Since the federal government doesn’t dictate how states organize election ballots, we see a plurality of ballot laws across the country. The University of Virginia Center for Politics released a super handy list in 2009. It’s fascinating to see the states’ different approaches to handling ballot order.

Lotteries & Incumbent Advantage

A lot of states seem to place value on the outcomes of previous elections. In Massachusetts, the incumbent is listed first, followed by the other candidates in alphabetical order by last name. Some states, like Connecticut, base the order on previous election results. For example, if the Democrats won the previous election, their candidate will appear first. Interesting, right? So in both Massachusetts and Connecticut, whichever party had the most success in the previous election will appear first.  The underdog is indeed the underdog.

Some states take a similar approach, with their own variations. For example, in Wisconsin, the party that won the most votes in the previous gubernatorial election will be listed first. Whereas, in West Virginia, the party that won the most votes in the last presidential election will be listed first.

In Maryland, the party with the most registered voters is listed first.

Some states leave it up to the official printing the ballots (Illinois) or the State Election Commission (South Carolina) to decide.

Still other states, like Virginia and Washington, have lotteries to determine party order.
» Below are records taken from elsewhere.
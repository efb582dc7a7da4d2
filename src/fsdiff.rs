//! Filesystem diff: the full list of files added, removed, and modified
//! between a base tree and a target tree.

use crate::meta::{join_path, DirMeta};
use serde::{Deserialize, Serialize};

#[derive(Debug, Clone, Default, PartialEq, Eq, Serialize, Deserialize)]
pub struct FsDiff {
    /// Paths present only in the target
    pub added: Vec<String>,
    /// Paths present only in the base
    pub removed: Vec<String>,
    /// Paths in both whose records differ (mode, hash, or size)
    pub modified: Vec<String>,
}

impl FsDiff {
    /// Compare `base` against `target`. Every file under a wholly added or
    /// removed directory is listed individually.
    pub fn compare(base: &DirMeta, target: &DirMeta) -> Self {
        let mut diff = FsDiff::default();
        diff.compare_dirs("", base, target);
        diff
    }

    fn compare_dirs(&mut self, root: &str, lt: &DirMeta, rt: &DirMeta) {
        for (name, lf) in &lt.files {
            match rt.files.get(name) {
                Some(rf) if rf != lf => self.modified.push(join_path(root, name)),
                Some(_) => {}
                None => self.removed.push(join_path(root, name)),
            }
        }
        for name in rt.files.keys() {
            if !lt.files.contains_key(name) {
                self.added.push(join_path(root, name));
            }
        }

        for (name, ld) in &lt.dirs {
            let path = join_path(root, name);
            match rt.dirs.get(name) {
                Some(rd) => self.compare_dirs(&path, ld, rd),
                None => collect_files(&path, ld, &mut self.removed),
            }
        }
        for (name, rd) in &rt.dirs {
            if !lt.dirs.contains_key(name) {
                collect_files(&join_path(root, name), rd, &mut self.added);
            }
        }
    }

    /// Added followed by modified: everything that has to be collected.
    pub fn added_modified(&self) -> Vec<String> {
        let mut lst = Vec::with_capacity(self.added.len() + self.modified.len());
        lst.extend(self.added.iter().cloned());
        lst.extend(self.modified.iter().cloned());
        lst
    }

    pub fn is_empty(&self) -> bool {
        self.added.is_empty() && self.removed.is_empty() && self.modified.is_empty()
    }

    /// Lexically sort each bucket. Comparison order is otherwise unspecified.
    pub fn sort(&mut self) {
        self.added.sort();
        self.removed.sort();
        self.modified.sort();
    }
}

fn collect_files(root: &str, dm: &DirMeta, out: &mut Vec<String>) {
    out.extend(dm.files.keys().map(|name| join_path(root, name)));
    for (name, dir) in &dm.dirs {
        collect_files(&join_path(root, name), dir, out);
    }
}

#[cfg(test)]
mod tests {
    use super::*;
    use crate::meta::{FileMeta, MODE_FILE};

    fn file(name: &str, hash: &str, size: u64) -> FileMeta {
        FileMeta {
            name: name.into(),
            mode: MODE_FILE | 0o644,
            hash: hash.into(),
            size,
        }
    }

    fn tree(entries: &[(&str, &str, u64)]) -> DirMeta {
        let mut root = DirMeta::new("");
        for (path, hash, size) in entries {
            let (parent, name) = path.rsplit_once('/').unwrap_or(("", path));
            root.make_dir(parent).add_file(file(name, hash, *size));
        }
        root
    }

    fn sorted(mut d: FsDiff) -> FsDiff {
        d.sort();
        d
    }

    #[test]
    fn test_identical_trees_have_empty_diff() {
        let t = tree(&[("a/x", "h1", 10), ("a/b/c", "h2", 3), ("top", "h3", 0)]);
        let d = FsDiff::compare(&t, &t);
        assert!(d.is_empty());
    }

    #[test]
    fn test_disjoint_trees() {
        let a = tree(&[("a/1", "h", 1), ("a/sub/2", "h", 2)]);
        let b = tree(&[("b/3", "h", 3), ("4", "h", 4)]);
        let d = sorted(FsDiff::compare(&a, &b));
        let mut a_paths = a.file_paths();
        let mut b_paths = b.file_paths();
        a_paths.sort();
        b_paths.sort();
        assert_eq!(d.removed, a_paths);
        assert_eq!(d.added, b_paths);
        assert!(d.modified.is_empty());
    }

    #[test]
    fn test_modified_and_added_in_same_dir() {
        let base = tree(&[("a/x", "H1", 10)]);
        let target = tree(&[("a/x", "H2", 10), ("a/y", "H3", 1)]);
        let d = sorted(FsDiff::compare(&base, &target));
        assert_eq!(d.modified, vec!["a/x"]);
        assert_eq!(d.added, vec!["a/y"]);
        assert!(d.removed.is_empty());
    }

    #[test]
    fn test_removed_dir_lists_every_file() {
        let base = tree(&[("b/1", "h", 1), ("b/2", "h", 2), ("keep", "k", 1)]);
        let target = tree(&[("keep", "k", 1)]);
        let d = sorted(FsDiff::compare(&base, &target));
        assert_eq!(d.removed, vec!["b/1", "b/2"]);
        assert!(d.added.is_empty());
        assert!(d.modified.is_empty());
    }

    #[test]
    fn test_added_nested_dirs_enumerated_at_every_depth() {
        let base = tree(&[]);
        let target = tree(&[("n/1", "h", 1), ("n/m/2", "h", 1), ("n/m/o/3", "h", 1)]);
        let d = sorted(FsDiff::compare(&base, &target));
        assert_eq!(d.added, vec!["n/1", "n/m/2", "n/m/o/3"]);
    }

    #[test]
    fn test_mode_only_change_is_modified() {
        let base = tree(&[("bin/tool", "h", 5)]);
        let mut target = base.clone();
        target.dirs.get_mut("bin").unwrap().files.get_mut("tool").unwrap().mode =
            MODE_FILE | 0o4755;
        let d = FsDiff::compare(&base, &target);
        assert_eq!(d.modified, vec!["bin/tool"]);
    }

    #[test]
    fn test_added_modified_order() {
        let d = FsDiff {
            added: vec!["a".into()],
            removed: vec!["r".into()],
            modified: vec!["m".into()],
        };
        assert_eq!(d.added_modified(), vec!["a", "m"]);
    }
}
This sounds both exciting and stressful.

Unclear Bias

Thanks to Political Science academics, there are a ton of studies out there about ballot order.

As it turns out, the candidates listed first may have an advantage. Surprise, surprise! Larry Sabato, the Director of the University of Virginia Center for Politics, calls this phenomenon the “first-listing bias.” Voters who are still on the fence might pick the candidate listed first. However, he says the bias produces fewer additional votes for offices at the top of the ballot, such as president or governor, than towards the bottom. The more highly visible the office, the less likely the order of the candidates matters. For more of Larry Sabato’s insights, check out his article, Who’s on First.

Things Aren’t Random

Academics have brainstormed solutions to this dilemma, too. In First Among Equals, Yuval Salant, assistant professor of managerial economics and decision sciences at Northwestern University’s Kellogg School and Marc Meredith, assistant professor at the University of Pennsylvania propose one solution. If we could somehow randomize ballots, we might be able to improve the fairness of elections. For example, on Election Day, I might see one candidate listed first, and you might see the other candidate listed first. That could be cool….but extremely costly. Towns, cities, and states already spend a ton on each election, without randomizing ballots. Would the benefits outweigh the costs? It seems like for now, officials have decided it doesn’t.

When The Ballot’s In Your Hands

So, the jury is still out on ballot order. There is some evidence to suggest that ballot order matters. Each state has used its own approach to remedy the issue, but no state is perfect.

As always, the best solution is voter education. Make sure you do some research on the candidates before you get to the polls. That way, you’ll vote for the candidate you most identify with, regardless of where they appear on the ballot.